Jodi Hollingshead, As You Are Boudoir - West Virginia

Photo by The Oberports

Photo by The Oberports

I found out I was pregnant just as the pandemic was starting in 2020. As a sole proprietor, without any national paid leave program, that meant I had to plan for my business to take a hit for my maternity time, and then COVID happened. The confluence of a major economic downturn, with a new baby on the way and no safety net was incredibly stressful as a new mom, and a business owner. Thankfully, my husband works for a company that provides paid leave, but many small business owners aren’t as lucky to have a spouse with benefits. We need a national paid family and medical leave program to support self-employed job creators like me.

I own a photography studio in Morgantown. It had just undergone renovations and was newly completed when we had to shut down in March last year. As a pregnant woman, I was high risk, and so I shut down operations to keep myself and my family safe. My mother was also at high risk and had several medical emergencies during the pandemic. The time to be able to care for her, and protect myself, was only possible due to going down to one income and relying on my husband’s benefits. Paid leave was absolutely necessary when I needed time to care for myself, my new child, and my mother.

When I started my business, I would have loved to have a paid leave plan, but for a small start-up like mine, it simply wasn’t possible without support. But I know the benefits. Paid leave helps retain staff, which is cost effective in the long term, and it helps level the playing field between businesses like mine and bigger national competitors. And I learned that in states that have paid leave plans, it has not been burdensome to businesses. And in an industry like photography, where many photographers are independent contractors, we can’t leave out sole proprietors in any plan.

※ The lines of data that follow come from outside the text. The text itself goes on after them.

//! # Lifecycle event bus.
//!
//! [`EventBus`] broadcasts one [`LifecycleEvent`] to every listener whose
//! [`ListenerFilter`](crate::ListenerFilter) matches it. Unlike the invocation
//! chain it never transforms anything and never short-circuits.
//!
//! ## Architecture
//! ```text
//! publish(event)
//!   ├─ disabled / read phase not observed ──► Ready(Ok(()))
//!   ├─ Sequential:
//!   │    strategy.execute(for l in matching: l.on_event(&event).await)
//!   │        ├─ Aggregate  → Err(PublishError { failures }) if any failed
//!   │        └─ Individual → each failure → error handler; Ok(())
//!   └─ FireAndForget:
//!        ListenerSet::emit(Arc<event>) ──► Ready(Ok(()))   (no completion guarantee)
//! ```
//!
//! ## Rules
//! - **Same instance**: every listener sees the same event (shared `Arc`).
//! - **No short-circuit**: a failing or panicking listener never stops the others.
//! - **Registration order**: sequential delivery visits listeners in the order they
//!   were added.

use std::fmt;
use std::panic::AssertUnwindSafe;
use std::sync::Arc;

use futures::FutureExt;
use tracing::trace;

use crate::core::{Completion, Config, ExecutionStrategy, ListenerErrorPolicy, Phase};
use crate::entity::TypeHierarchy;
use crate::error::{panic_message, CallbackError, ExecutorError, ListenerFailure, PublishError};
use crate::events::LifecycleEvent;
use crate::listeners::{report, Listen, ListenerSet};

/// Callback receiving listener failures one by one.
pub type ErrorHandler = Arc<dyn Fn(&ListenerFailure) + Send + Sync>;

/// Outcome of one publish.
pub type PublishResult = Result<(), PublishError>;

/// Broadcast bus for lifecycle events.
pub struct EventBus {
    enabled: bool,
    observe_reads: bool,
    strategy: ExecutionStrategy,
    policy: ListenerErrorPolicy,
    types: Arc<TypeHierarchy>,
    listeners: Arc<[Arc<dyn Listen>]>,
    on_error: Option<ErrorHandler>,
    queued: Option<ListenerSet>,
}

impl EventBus {
    /// Creates a bus configured from `cfg`.
    ///
    /// In fire-and-forget mode this spawns one worker per listener and fails
    /// with [`ExecutorError`] outside a tokio runtime.
    pub fn new(
        cfg: &Config,
        types: Arc<TypeHierarchy>,
        listeners: Vec<Arc<dyn Listen>>,
        on_error: Option<ErrorHandler>,
    ) -> Result<Self, ExecutorError> {
        let queued = (cfg.bus_enabled && cfg.is_fire_and_forget())
            .then(|| {
                ListenerSet::new(
                    &listeners,
                    cfg.listener_queue_capacity_clamped(),
                    Arc::clone(&types),
                    on_error.clone(),
                )
            })
            .transpose()?;

        Ok(Self {
            enabled: cfg.bus_enabled,
            observe_reads: cfg.observe_reads,
            strategy: cfg.strategy,
            policy: cfg.listener_errors,
            types,
            listeners: listeners.into(),
            on_error,
            queued,
        })
    }

    #[inline]
    pub fn is_enabled(&self) -> bool {
        self.enabled
    }

    /// Number of subscribed listeners.
    pub fn len(&self) -> usize {
        self.listeners.len()
    }

    pub fn is_empty(&self) -> bool {
        self.listeners.is_empty()
    }

    fn observes(&self, phase: Phase) -> bool {
        self.observe_reads || !phase.is_observational()
    }

    /// Delivers `event` to every matching listener.
    pub fn publish(&self, event: LifecycleEvent) -> Completion<'static, PublishResult> {
        if !self.enabled || !self.observes(event.phase) {
            return Completion::ready(Ok(()));
        }
        let event = Arc::new(event);

        if let Some(set) = &self.queued {
            set.emit(event);
            return Completion::ready(Ok(()));
        }

        let matching: Vec<Arc<dyn Listen>> = self
            .listeners
            .iter()
            .filter(|l| l.filter().matches(&event, &self.types))
            .cloned()
            .collect();
        if matching.is_empty() {
            return Completion::ready(Ok(()));
        }

        trace!(
            seq = event.seq,
            phase = %event.phase,
            listeners = matching.len(),
            "publishing event"
        );
        self.strategy.execute(
            deliver(matching, event, self.policy, self.on_error.clone()).boxed(),
        )
    }

    /// Stops fire-and-forget workers after they drain their queues.
    pub async fn shutdown(&self) {
        if let Some(set) = &self.queued {
            set.shutdown().await;
        }
    }
}

impl fmt::Debug for EventBus {
    fn fmt(&self, f: &mut fmt::Formatter<'_>) -> fmt::Result {
        f.debug_struct("EventBus")
            .field("enabled", &self.enabled)
            .field("strategy", &self.strategy)
            .field("policy", &self.policy)
            .field("listeners", &self.listeners.len())
            .field("fire_and_forget", &self.queued.is_some())
            .finish()
    }
}

async fn deliver(
    listeners: Vec<Arc<dyn Listen>>,
    event: Arc<LifecycleEvent>,
    policy: ListenerErrorPolicy,
    on_error: Option<ErrorHandler>,
) -> PublishResult {
    let mut failures = Vec::new();

    for listener in &listeners {
        let outcome = AssertUnwindSafe(listener.on_event(&event))
            .catch_unwind()
            .await
            .unwrap_or_else(|p| {
                Err(CallbackError::Panicked {
                    info: panic_message(&*p),
                })
            });
        let Err(error) = outcome else { continue };

        let failure = ListenerFailure {
            listener: listener.name(),
            phase: event.phase,
            error,
        };
        match policy {
            ListenerErrorPolicy::Aggregate => failures.push(failure),
            ListenerErrorPolicy::Individual => report(on_error.as_ref(), failure),
        }
    }

    if failures.is_empty() {
        Ok(())
    } else {
        Err(PublishError::Listeners { failures })
    }
}

#[cfg(test)]
mod tests {
    use super::*;
    use crate::core::DeliveryMode;
    use crate::entity::{Entity, EntityType};
    use crate::listeners::{ListenFn, ListenerFilter};
    use std::sync::Mutex;

    #[derive(Debug)]
    struct User;
    impl Entity for User {}

    type Log = Arc<Mutex<Vec<String>>>;

    fn recording(name: &'static str, log: &Log) -> Arc<dyn Listen> {
        let log = Arc::clone(log);
        ListenFn::arc(name, ListenerFilter::all(), move |ev: &LifecycleEvent| {
            log.lock().unwrap().push(format!("{name}:{}", ev.seq));
            Ok(())
        })
    }

    fn failing(name: &'static str) -> Arc<dyn Listen> {
        ListenFn::arc(name, ListenerFilter::all(), |_ev: &LifecycleEvent| {
            Err(CallbackError::fail("down"))
        })
    }

    fn event() -> LifecycleEvent {
        LifecycleEvent::new(Phase::AfterSave, "users", EntityType::of::<User>())
    }

    fn bus(cfg: Config, listeners: Vec<Arc<dyn Listen>>, on_error: Option<ErrorHandler>) -> EventBus {
        EventBus::new(&cfg, Arc::new(TypeHierarchy::new()), listeners, on_error).unwrap()
    }

    #[tokio::test]
    async fn test_aggregate_runs_every_listener() {
        let log: Log = Default::default();
        let bus = bus(
            Config::default(),
            vec![failing("a"), recording("b", &log), failing("c")],
            None,
        );
        let ev = event();
        let seq = ev.seq;

        let err = bus.publish(ev).await.unwrap_err();
        let names: Vec<&str> = err.failures().iter().map(|f| f.listener).collect();
        assert_eq!(names, vec!["a", "c"]);
        assert_eq!(*log.lock().unwrap(), vec![format!("b:{seq}")]);
    }

    #[test]
    fn test_individual_policy_reports_each_failure() {
        let seen: Arc<Mutex<Vec<&'static str>>> = Default::default();
        let s = Arc::clone(&seen);
        let handler: ErrorHandler = Arc::new(move |f: &ListenerFailure| {
            s.lock().unwrap().push(f.listener);
        });
        let cfg = Config {
            strategy: ExecutionStrategy::Blocking,
            listener_errors: ListenerErrorPolicy::Individual,
            ..Config::default()
        };
        let bus = bus(cfg, vec![failing("x"), failing("y")], Some(handler));

        let done = bus.publish(event());
        assert!(done.is_ready());
        assert!(done.wait().is_ok());
        assert_eq!(*seen.lock().unwrap(), vec!["x", "y"]);
    }

    #[tokio::test]
    async fn test_disabled_bus_is_noop() {
        let log: Log = Default::default();
        let cfg = Config {
            bus_enabled: false,
            ..Config::default()
        };
        let bus = bus(cfg, vec![recording("a", &log)], None);
        let done = bus.publish(event());
        assert!(done.is_ready());
        done.await.unwrap();
        assert!(log.lock().unwrap().is_empty());
    }

    #[tokio::test]
    async fn test_unobserved_read_phase_not_published() {
        let log: Log = Default::default();
        let cfg = Config {
            observe_reads: false,
            ..Config::default()
        };
        let bus = bus(cfg, vec![recording("a", &log)], None);
        bus.publish(LifecycleEvent::new(Phase::AfterLoad, "users", EntityType::of::<User>()))
            .await
            .unwrap();
        bus.publish(event()).await.unwrap();
        assert_eq!(log.lock().unwrap().len(), 1);
    }

    #[tokio::test]
    async fn test_fire_and_forget_delivers_after_shutdown_drain() {
        let log: Log = Default::default();
        let cfg = Config {
            delivery: DeliveryMode::FireAndForget,
            ..Config::default()
        };
        let bus = bus(cfg, vec![recording("a", &log), recording("b", &log)], None);

        let done = bus.publish(event());
        assert!(done.is_ready());
        done.await.unwrap();
        bus.shutdown().await;

        let mut got: Vec<String> = log
            .lock()
            .unwrap()
            .iter()
            .map(|s| s.split(':').next().unwrap_or_default().to_string())
            .collect();
        got.sort();
        assert_eq!(got, vec!["a", "b"]);
    }

    #[test]
    fn test_fire_and_forget_needs_runtime() {
        let cfg = Config {
            delivery: DeliveryMode::FireAndForget,
            ..Config::default()
        };
        let log: Log = Default::default();
        let err = EventBus::new(
            &cfg,
            Arc::new(TypeHierarchy::new()),
            vec![recording("a", &log)],
            None,
        )
        .err()
        .unwrap();
        assert_eq!(err.as_label(), "executor_unavailable");

        let sequential = EventBus::new(
            &Config::default(),
            Arc::new(TypeHierarchy::new()),
            vec![recording("a", &log)],
            None,
        );
        assert!(sequential.is_ok());
    }
}
//! # Fire-and-forget fan-out to lifecycle listeners.
//!
//! Provides [`ListenerSet`]: used by the [`EventBus`](crate::EventBus) in
//! [`DeliveryMode::FireAndForget`](crate::DeliveryMode::FireAndForget). Events are
//! handed to per-listener bounded queues without waiting for any listener.
//!
//! ## Architecture
//! ```text
//! emit(event)
//!     │  (filter match)
//!     ├──► [queue 1] ──► worker 1 ──► listener1.on_event()
//!     │    (bounded)         ├──────► Err   → report(ListenerFailure)
//!     │                      └──────► panic → report(ListenerFailure{Panicked})
//!     ├──► [queue 2] ──► worker 2 ──► listener2.on_event()
//!     │    (bounded)
//!     └──► [queue N] ──► worker N ──► listenerN.on_event()
//!          (bounded)
//! ```
//!
//! ## Rules
//! - **No cross-listener ordering**: listener A may process event N while B processes N+5
//! - **Overflow**: event dropped for that listener only and reported
//! - **Non-blocking**: `emit()` returns immediately (uses `try_send`)
//! - **Isolation**: a slow or panicking listener doesn't affect others
//! - **Per-listener FIFO**: each listener sees its events in publish order
//!
//! **Warning**: `AssertUnwindSafe` is used, which can leave shared state inconsistent
//! if a listener uses `Arc<Mutex<T>>` and panics while holding the lock.

use std::panic::AssertUnwindSafe;
use std::sync::{Arc, Mutex, PoisonError};

use futures::FutureExt;
use tokio::{runtime::Handle, sync::mpsc, task::JoinHandle};
use tracing::{trace, warn};

use crate::entity::TypeHierarchy;
use crate::error::{panic_message, CallbackError, ExecutorError, ListenerFailure};
use crate::events::{ErrorHandler, LifecycleEvent};
use crate::listeners::{Listen, ListenerFilter};

/// Per-listener channel metadata.
struct ListenerChannel {
    name: &'static str,
    filter: ListenerFilter,
    sender: mpsc::Sender<Arc<LifecycleEvent>>,
}

/// Fan-out coordinator for fire-and-forget delivery.
pub struct ListenerSet {
    channels: Mutex<Vec<ListenerChannel>>,
    workers: Mutex<Vec<JoinHandle<()>>>,
    types: Arc<TypeHierarchy>,
    on_error: Option<ErrorHandler>,
}

impl ListenerSet {
    /// Creates a new set and spawns one worker task per listener.
    ///
    /// ### Per-listener setup
    /// - Bounded mpsc queue (capacity from [`Listen::queue_capacity`] or `default_capacity`, min 1)
    /// - Dedicated worker task (runs until the queue is closed)
    /// - Panic isolation via `catch_unwind`
    ///
    /// ### Errors
    /// [`ExecutorError`] when called outside a tokio runtime; workers are spawned
    /// on the caller's runtime.
    pub fn new(
        listeners: &[Arc<dyn Listen>],
        default_capacity: usize,
        types: Arc<TypeHierarchy>,
        on_error: Option<ErrorHandler>,
    ) -> Result<Self, ExecutorError> {
        let runtime = Handle::try_current().map_err(|e| {
            ExecutorError(format!("fire-and-forget listeners need a tokio runtime: {e}"))
        })?;
        let mut channels = Vec::with_capacity(listeners.len());
        let mut workers = Vec::with_capacity(listeners.len());

        for listener in listeners {
            let cap = listener.queue_capacity().unwrap_or(default_capacity).max(1);
            let name = listener.name();
            let (tx, mut rx) = mpsc::channel::<Arc<LifecycleEvent>>(cap);
            let l = Arc::clone(listener);
            let handler = on_error.clone();

            let handle = runtime.spawn(async move {
                while let Some(ev) = rx.recv().await {
                    let outcome = AssertUnwindSafe(l.on_event(ev.as_ref()))
                        .catch_unwind()
                        .await
                        .unwrap_or_else(|p| {
                            Err(CallbackError::Panicked {
                                info: panic_message(&*p),
                            })
                        });
                    if let Err(error) = outcome {
                        report(
                            handler.as_ref(),
                            ListenerFailure {
                                listener: name,
                                phase: ev.phase,
                                error,
                            },
                        );
                    }
                }
            });
            channels.push(ListenerChannel {
                name,
                filter: listener.filter(),
                sender: tx,
            });
            workers.push(handle);
        }

        Ok(Self {
            channels: Mutex::new(channels),
            workers: Mutex::new(workers),
            types,
            on_error,
        })
    }

    /// Queues `event` for every matching listener.
    ///
    /// - Uses `try_send` (non-blocking)
    /// - On queue full: drops the event for that listener and reports it
    /// - On queue closed (after shutdown): drops the event and reports it
    pub fn emit(&self, event: Arc<LifecycleEvent>) {
        let channels = self.channels.lock().unwrap_or_else(PoisonError::into_inner);

        for channel in channels.iter() {
            if !channel.filter.matches(&event, &self.types) {
                continue;
            }
            let reason = match channel.sender.try_send(Arc::clone(&event)) {
                Ok(()) => continue,
                Err(mpsc::error::TrySendError::Full(_)) => "full",
                Err(mpsc::error::TrySendError::Closed(_)) => "closed",
            };
            report(
                self.on_error.as_ref(),
                ListenerFailure {
                    listener: channel.name,
                    phase: event.phase,
                    error: CallbackError::fail(format!("event dropped: queue {reason}")),
                },
            );
        }
    }

    /// Number of listeners with a live queue.
    pub fn len(&self) -> usize {
        self.channels
            .lock()
            .unwrap_or_else(PoisonError::into_inner)
            .len()
    }

    pub fn is_empty(&self) -> bool {
        self.len() == 0
    }

    /// Gracefully shuts down all listener workers.
    ///
    /// 1. Drops all channel senders (workers drain their queue, then see it closed)
    /// 2. Awaits all worker tasks to finish
    ///
    /// Events emitted afterwards match no listener.
    pub async fn shutdown(&self) {
        let channels = std::mem::take(&mut *self.channels.lock().unwrap_or_else(PoisonError::into_inner));
        drop(channels);

        let workers = std::mem::take(&mut *self.workers.lock().unwrap_or_else(PoisonError::into_inner));
        trace!(workers = workers.len(), "draining listener workers");
        for h in workers {
            let _ = h.await;
        }
    }
}

/// Hands a failure to the error handler, or logs it when there is none.
pub(crate) fn report(handler: Option<&ErrorHandler>, failure: ListenerFailure) {
    warn!(
        listener = failure.listener,
        phase = %failure.phase,
        error = %failure.error,
        "listener failed"
    );
    if let Some(h) = handler {
        h(&failure);
    }
}

#[cfg(test)]
mod tests {
    use super::*;
    use crate::core::Phase;
    use crate::entity::{Entity, EntityType};
    use crate::listeners::ListenFn;
    use async_trait::async_trait;
    use std::sync::atomic::{AtomicUsize, Ordering};

    #[derive(Debug)]
    struct User;
    impl Entity for User {}

    fn event(phase: Phase) -> Arc<LifecycleEvent> {
        Arc::new(LifecycleEvent::new(phase, "users", EntityType::of::<User>()))
    }

    #[tokio::test]
    async fn test_delivers_only_matching_events() {
        let hits = Arc::new(AtomicUsize::new(0));
        let h = Arc::clone(&hits);
        let listener = ListenFn::arc(
            "loads",
            ListenerFilter::for_type::<User>().phase(Phase::AfterLoad),
            move |_ev: &LifecycleEvent| {
                h.fetch_add(1, Ordering::SeqCst);
                Ok(())
            },
        );
        let set = ListenerSet::new(&[listener], 16, Arc::new(TypeHierarchy::new()), None).unwrap();

        set.emit(event(Phase::AfterLoad));
        set.emit(event(Phase::BeforeSave));
        set.emit(event(Phase::AfterLoad));
        set.shutdown().await;

        assert_eq!(hits.load(Ordering::SeqCst), 2);
        assert!(set.is_empty());
    }

    #[tokio::test]
    async fn test_failures_and_panics_are_reported() {
        struct Flaky;

        #[async_trait]
        impl Listen for Flaky {
            async fn on_event(&self, ev: &LifecycleEvent) -> Result<(), CallbackError> {
                match ev.phase {
                    Phase::AfterSave => panic!("listener blew up"),
                    _ => Err(CallbackError::fail("nope")),
                }
            }
            fn name(&self) -> &'static str {
                "flaky"
            }
        }

        let seen: Arc<Mutex<Vec<ListenerFailure>>> = Default::default();
        let s = Arc::clone(&seen);
        let handler: ErrorHandler = Arc::new(move |f: &ListenerFailure| {
            s.lock().unwrap().push(f.clone());
        });

        let listeners: Vec<Arc<dyn Listen>> = vec![Arc::new(Flaky)];
        let set = ListenerSet::new(&listeners, 16, Arc::new(TypeHierarchy::new()), Some(handler)).unwrap();
        set.emit(event(Phase::BeforeSave));
        set.emit(event(Phase::AfterSave));
        set.shutdown().await;

        let seen = seen.lock().unwrap();
        assert_eq!(seen.len(), 2);
        assert_eq!(seen[0].error.as_label(), "callback_failed");
        assert_eq!(
            seen[1].error,
            CallbackError::Panicked {
                info: "listener blew up".into()
            }
        );
        assert!(seen.iter().all(|f| f.listener == "flaky"));
    }

    #[tokio::test]
    async fn test_emit_after_shutdown_is_dropped() {
        let hits = Arc::new(AtomicUsize::new(0));
        let h = Arc::clone(&hits);
        let listener = ListenFn::arc("any", ListenerFilter::all(), move |_ev: &LifecycleEvent| {
            h.fetch_add(1, Ordering::SeqCst);
            Ok(())
        });
        let set = ListenerSet::new(&[listener], 4, Arc::new(TypeHierarchy::new()), None).unwrap();
        set.shutdown().await;
        set.emit(event(Phase::AfterSave));
        assert_eq!(hits.load(Ordering::SeqCst), 0);
    }

    #[test]
    fn test_new_outside_runtime_is_error() {
        let listener = ListenFn::arc("any", ListenerFilter::all(), |_ev: &LifecycleEvent| Ok(()));
        let err = ListenerSet::new(&[listener], 4, Arc::new(TypeHierarchy::new()), None)
            .err()
            .unwrap();
        assert_eq!(err.as_label(), "executor_unavailable");
    }
}
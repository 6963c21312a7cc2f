//! Lifecycle events: payload and broadcast bus.
//!
//! ## Contents
//! - [`LifecycleEvent`] checkpoint notification with a global sequence number
//! - [`EventBus`] delivers events to matching [`Listen`](crate::Listen)ers
//!
//! ## Quick reference
//! - **Publishers**: [`Template`](crate::Template) after every checkpoint, or
//!   callers through [`Lifecycle::publish`](crate::Lifecycle::publish).
//! - **Consumers**: listeners added with
//!   [`LifecycleBuilder::with_listener`](crate::LifecycleBuilder::with_listener).

mod bus;
mod event;

pub use bus::{ErrorHandler, EventBus, PublishResult};
pub use event::LifecycleEvent;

In West Virginia, over 113,000 small businesses like myself employ over 49% of West Virginia’s workforce — higher than the national average. That means employees and business owners across our state are more likely not to have access to a private paid leave program through an employer. The private insurance market has priced us out. To level the playing field between big corporations and small businesses on retention and recruitment, and to allow our employees and ourselves the freedom to take the time to care when a medical surgery, new child, or elder parent needs it, we need to pass a federal program.

And now is the time. President Biden recently released the American Families Plan, a part of the investment in our care infrastructure we so desperately need. In addition to supporting American workers, the plan would be instrumental in ensuring businesses can recover — and help their employees do the same. During COVID, small businesses like mine were supported to offer paid leave for employees needing time off to recover, care for a loved one, or get vaccinated. The American Families Plan would take those benefits a step further and permanently help businesses do the right thing for their workers.

The hardship on employees, and on small business, is why I support a national comprehensive paid family and medical leave program like in the American Families Plan, like the majority of small business owners.